Well, if someone already has their gun trained on you, it would be quite a stupid move to draw yours.

The general idea is to use your free speech to ensure that one never loses the second amendment. They can defeat you with superior firepower, but will have a much harder time getting a group with free speech to give up their guns at all. The pen, as they say, is mightier than the sword.


----------



## Alaskan Brown Bear Killer (Feb 22, 2005)

Militant_Tiger said:


> > How? What words can be strung together to force a representative of a police state to lower his weapon and not kill you after telling you to shut up?
> 
> 
> Well, if someone already has their gun trained on you, it would be quite a stupid move to draw yours.
> ...


Bring your pen to a gun fight and see who wins! :beer:


----------



## Gun Owner (Sep 9, 2005)

Militant_Tiger said:


> Well, if someone already has their gun trained on you, it would be quite a stupid move to draw yours.
> 
> The general idea is to use your free speech to ensure that one never loses the second amendment. They can defeat you with superior firepower, but will have a much harder time getting a group with free speech to give up their guns at all. The pen, as they say, is mightier than the sword.
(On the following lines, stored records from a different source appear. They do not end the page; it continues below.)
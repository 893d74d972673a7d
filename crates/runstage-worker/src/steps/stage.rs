//! Staging: fetch a dataset archive into scratch, verify it against the
//! remote digest, and extract it under the staging root for its type.
//!
//! The procedure is safe to re-enter from the top after any failure:
//!
//! 1. the remote digest is the reference;
//! 2. a scratch copy that is a readable tar archive with a matching digest is
//!    reused without fetching;
//! 3. anything else in the scratch slot is deleted and the archive is fetched
//!    again, with a progress poller watching the growing file;
//! 4. a digest mismatch after the fetch is an integrity error and the bad
//!    copy is left in place for inspection (the next attempt deletes it);
//! 5. the archive is extracted into a hidden sibling of the staging
//!    directory, which must then hold a top-level directory named after the
//!    dataset;
//! 6. an existing staging directory with the dataset's name is removed and
//!    the fresh extraction renamed into its place;
//! 7. the scratch copy is deleted.
//!
//! A rejected or interrupted extraction never touches the previous staging
//! directory.
//!
//! Two attempts for the same dataset must never run at the same time. That
//! exclusion belongs to the task queue; nothing here locks.

use crate::blocking::run_blocking;
use crate::error::{PipelineError, PipelineResult, StepResult};
use crate::progress::{dir_progress, file_progress, track_progress, ProgressSink};
use crate::steps::{step_output, StepContext, StepDeps, StepHandler, StepKind};
use crate::storage::{key_file_name, RemoteStorage};
use async_trait::async_trait;
use runstage_common::checksum::{compute_file_checksum, digests_match};
use runstage_common::process::available_space;
use runstage_common::size::format_size;
use runstage_common::types::{ChecksumAlgorithm, Dataset, DatasetState};
use serde::Serialize;
use serde_json::json;
use std::fs::File;
use std::path::{Path, PathBuf};
use std::sync::Arc;
use std::time::Duration;
use tracing::{debug, info, instrument, warn};

/// Where staging reads and writes
#[derive(Debug, Clone)]
pub struct StageLayout {
    pub scratch_dir: PathBuf,
    pub stage_root: PathBuf,
    /// Bytes that must stay free on the scratch filesystem besides the archive
    pub scratch_reserve: u64,
    pub progress_interval: Duration,
}

impl StageLayout {
    pub fn scratch_path(&self, dataset_name: &str) -> PathBuf {
        self.scratch_dir.join(format!("{dataset_name}.tar"))
    }

    pub fn stage_path(&self, dataset_name: &str) -> PathBuf {
        self.stage_root.join(dataset_name)
    }

    /// Where an extraction lands before it is renamed into the stage path
    pub fn partial_path(&self, dataset_name: &str) -> PathBuf {
        self.stage_root.join(format!(".{dataset_name}.partial"))
    }

    /// The file remote storage writes while fetching `archive_path`
    pub fn fetch_path(&self, archive_path: &str) -> PathBuf {
        self.scratch_dir.join(key_file_name(archive_path))
    }
}

#[derive(Debug, Clone, PartialEq, Eq, Serialize)]
pub struct StageOutcome {
    pub stage_path: PathBuf,
    /// The scratch copy was reused and no fetch happened
    pub reused: bool,
}

/// Stage one dataset
#[instrument(skip_all, fields(dataset = %dataset.name, archive = %dataset.archive_path))]
pub async fn stage_dataset(
    storage: &dyn RemoteStorage,
    dataset: &Dataset,
    layout: &StageLayout,
    progress: Arc<dyn ProgressSink>,
) -> PipelineResult<StageOutcome> {
    let remote_digest = storage.get_hash(&dataset.archive_path).await?;
    let scratch_path = layout.scratch_path(&dataset.name);
    tokio::fs::create_dir_all(&layout.scratch_dir).await?;

    let reused = scratch_copy_matches(&scratch_path, &remote_digest).await?;
    if reused {
        info!(scratch = %scratch_path.display(), "Reusing verified scratch copy");
    } else {
        fetch_archive(storage, dataset, layout, &scratch_path, progress.clone()).await?;

        let local_digest = md5_of(&scratch_path).await?;
        if !digests_match(&local_digest, &remote_digest) {
            warn!(
                scratch = %scratch_path.display(),
                expected = %remote_digest,
                actual = %local_digest,
                "Fetched archive does not match remote digest"
            );
            return Err(PipelineError::Integrity {
                path: scratch_path,
                expected: remote_digest,
                actual: local_digest,
            });
        }
    }

    let partial = layout.partial_path(&dataset.name);
    remove_dir_if_present(&partial).await?;
    tokio::fs::create_dir_all(&partial).await?;

    let archive_size = tokio::fs::metadata(&scratch_path).await?.len();
    let (archive, dest) = (scratch_path.clone(), partial.clone());
    let (sink, watched) = (progress, partial.clone());
    let extracted = track_progress(
        layout.progress_interval,
        move || dir_progress(sink.clone(), watched.clone(), Some(archive_size), "extract"),
        run_blocking(move || extract_archive(&archive, &dest)),
    )
    .await;

    let staged = match extracted {
        Ok(()) => swap_into_place(&partial, &dataset.name, layout, &scratch_path).await,
        Err(e) => Err(e),
    };
    if let Err(e) = remove_dir_if_present(&partial).await {
        warn!(partial = %partial.display(), error = %e, "Could not clean up partial extraction");
    }
    let stage_path = staged?;

    tokio::fs::remove_file(&scratch_path).await?;
    info!(stage_path = %stage_path.display(), reused, "Dataset staged");

    Ok(StageOutcome { stage_path, reused })
}

/// Move the dataset's directory out of `partial`, replacing any previous
/// extraction
async fn swap_into_place(
    partial: &Path,
    name: &str,
    layout: &StageLayout,
    archive: &Path,
) -> PipelineResult<PathBuf> {
    let extracted = partial.join(name);
    if !extracted.is_dir() {
        return Err(PipelineError::Validation(format!(
            "Archive {} has no top-level directory named {name}",
            archive.display()
        )));
    }

    let stage_path = layout.stage_path(name);
    if tokio::fs::try_exists(&stage_path).await? {
        info!(stage_path = %stage_path.display(), "Removing previous extraction");
        tokio::fs::remove_dir_all(&stage_path).await?;
    }
    tokio::fs::rename(&extracted, &stage_path).await?;
    Ok(stage_path)
}

/// Delete whatever occupies the scratch slot and download the archive into it
async fn fetch_archive(
    storage: &dyn RemoteStorage,
    dataset: &Dataset,
    layout: &StageLayout,
    scratch_path: &Path,
    progress: Arc<dyn ProgressSink>,
) -> PipelineResult<()> {
    remove_if_present(scratch_path).await?;

    let remote_size = storage.get_size(&dataset.archive_path).await?;
    ensure_scratch_space(&layout.scratch_dir, remote_size, layout.scratch_reserve).await?;

    info!(size = %format_size(remote_size), "Fetching archive into scratch");
    let (sink, watched) = (progress, layout.fetch_path(&dataset.archive_path));
    let fetched = track_progress(
        layout.progress_interval,
        move || file_progress(sink.clone(), watched.clone(), Some(remote_size), "remote_get"),
        storage.get(&dataset.archive_path, &layout.scratch_dir),
    )
    .await?;

    if fetched != scratch_path {
        debug!(from = %fetched.display(), to = %scratch_path.display(), "Renaming fetched archive");
        tokio::fs::rename(&fetched, scratch_path).await?;
    }

    Ok(())
}

async fn ensure_scratch_space(dir: &Path, size: u64, reserve: u64) -> PipelineResult<()> {
    let available = available_space(dir).await?;
    let required = size.saturating_add(reserve);

    if available < required {
        return Err(PipelineError::InsufficientSpace {
            path: dir.to_path_buf(),
            required,
            available,
        });
    }
    Ok(())
}

/// True when `path` holds a readable tar archive whose MD5 equals `expected`
async fn scratch_copy_matches(path: &Path, expected: &str) -> PipelineResult<bool> {
    let path = path.to_path_buf();
    let expected = expected.to_string();

    run_blocking(move || {
        if !path.is_file() || !is_tar_archive(&path) {
            return Ok(false);
        }
        let local = compute_file_checksum(&path, ChecksumAlgorithm::Md5)?;
        Ok(digests_match(&local, &expected))
    })
    .await
}

async fn md5_of(path: &Path) -> PipelineResult<String> {
    let path = path.to_path_buf();
    run_blocking(move || Ok(compute_file_checksum(&path, ChecksumAlgorithm::Md5)?)).await
}

async fn remove_if_present(path: &Path) -> PipelineResult<()> {
    match tokio::fs::remove_file(path).await {
        Ok(()) => {
            debug!(path = %path.display(), "Removed stale scratch file");
            Ok(())
        },
        Err(e) if e.kind() == std::io::ErrorKind::NotFound => Ok(()),
        Err(e) => Err(e.into()),
    }
}

async fn remove_dir_if_present(path: &Path) -> PipelineResult<()> {
    match tokio::fs::remove_dir_all(path).await {
        Ok(()) => Ok(()),
        Err(e) if e.kind() == std::io::ErrorKind::NotFound => Ok(()),
        Err(e) => Err(e.into()),
    }
}

/// Whether the file starts with a well-formed tar header
pub fn is_tar_archive(path: &Path) -> bool {
    let Ok(file) = File::open(path) else {
        return false;
    };
    let mut archive = tar::Archive::new(file);
    let first = archive.entries().ok().and_then(|mut entries| entries.next());
    matches!(first, Some(Ok(_)))
}

/// Unpack `archive` into `dest`. Entries escaping `dest` are skipped by `tar`.
pub fn extract_archive(archive: &Path, dest: &Path) -> PipelineResult<()> {
    let file = File::open(archive)?;
    let mut archive = tar::Archive::new(file);
    archive.set_preserve_mtime(true);
    archive.unpack(dest)?;
    Ok(())
}

/// The `stage` step
pub struct StageStep {
    deps: StepDeps,
}

impl StageStep {
    pub fn new(deps: StepDeps) -> Self {
        Self { deps }
    }

    async fn execute(&self, ctx: &StepContext) -> PipelineResult<serde_json::Value> {
        let config = &self.deps.config;
        let dataset = self.deps.api.get_dataset(&ctx.correlation_id).await?;

        let stage_root = config.stage_root(&dataset.dataset_type).ok_or_else(|| {
            PipelineError::Config(format!(
                "No staging root configured for dataset type {}",
                dataset.dataset_type
            ))
        })?;

        let layout = StageLayout {
            scratch_dir: config.paths.scratch.clone(),
            stage_root: stage_root.to_path_buf(),
            scratch_reserve: config.scratch_reserve_bytes(),
            progress_interval: config.progress_interval(),
        };

        let outcome = stage_dataset(
            self.deps.storage.as_ref(),
            &dataset,
            &layout,
            ctx.progress.clone(),
        )
        .await?;

        self.deps
            .api
            .update_batch(&ctx.correlation_id, json!({ "stage_path": outcome.stage_path }))
            .await?;
        self.deps
            .api
            .add_state_to_dataset(&ctx.correlation_id, DatasetState::Staged)
            .await?;

        Ok(step_output(
            &ctx.correlation_id,
            json!({ "stage_path": outcome.stage_path, "reused": outcome.reused }),
        ))
    }
}

#[async_trait]
impl StepHandler for StageStep {
    fn kind(&self) -> StepKind {
        StepKind::Stage
    }

    #[instrument(skip_all, fields(id = %ctx.correlation_id, attempt = ctx.attempt))]
    async fn run(&self, ctx: StepContext) -> StepResult {
        Ok(self.execute(&ctx).await?)
    }
}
You just proved my point. Free speakers, that are armed, can feel free to continue being free speakers. This is exactly how the freedom to arm oneself protects all the others.

But for the record, even if your not being drawn down upon, what argument to retain your freedoms can you make with words that would not rely on being able to fall back to your weapons?


----------



## Militant_Tiger (Feb 23, 2004)

> You just proved my point. Free speakers, that are armed, can feel free to continue being free speakers. This is exactly how the freedom to arm oneself protects all the others.


In todays world, this is simply not so. If this country became a police state, whether one had weapons or not they would not be able to voice their opinion and protest freely without being arrested or killed. Ask yourself why you still have the second amendment. Is it because people fought with those guns to keep it, or because people with free speech were able to voice their opinion and maintain it?


----------



## Alaskan Brown Bear Killer (Feb 22, 2005)

Militant_Tiger said:


> > You just proved my point. Free speakers, that are armed, can feel free to continue being free speakers. This is exactly how the freedom to arm oneself protects all the others.
> 
> 
> In todays world, this is simply not so. If this country became a police state, whether one had weapons or not they would not be able to voice their opinion and protest freely without being arrested or killed. Ask yourself why you still have the second amendment. Is it because people fought with those guns to keep it, or because people with free speech were able to voice their opinion and maintain it?


MT, have you ever seen the movie RED DAWN?
That would answer alot of your questions.


----------



## Militant_Tiger (Feb 23, 2004)

Have you ever read 1984? I think that would enlighten you on many of these issues, namely the right to free speech and illegal wiretapping.


----------



## Gun Owner (Sep 9, 2005)

Militant_Tiger said:


> > You just proved my point. Free speakers, that are armed, can feel free to continue being free speakers. This is exactly how the freedom to arm oneself protects all the others.
> 
> 
> In todays world, this is simply not so. If this country became a police state, whether one had weapons or not they would not be able to voice their opinion and protest freely without being arrested or killed. Ask yourself why you still have the second amendment. Is it because people fought with those guns to keep it, or because people with free speech were able to voice their opinion and maintain it?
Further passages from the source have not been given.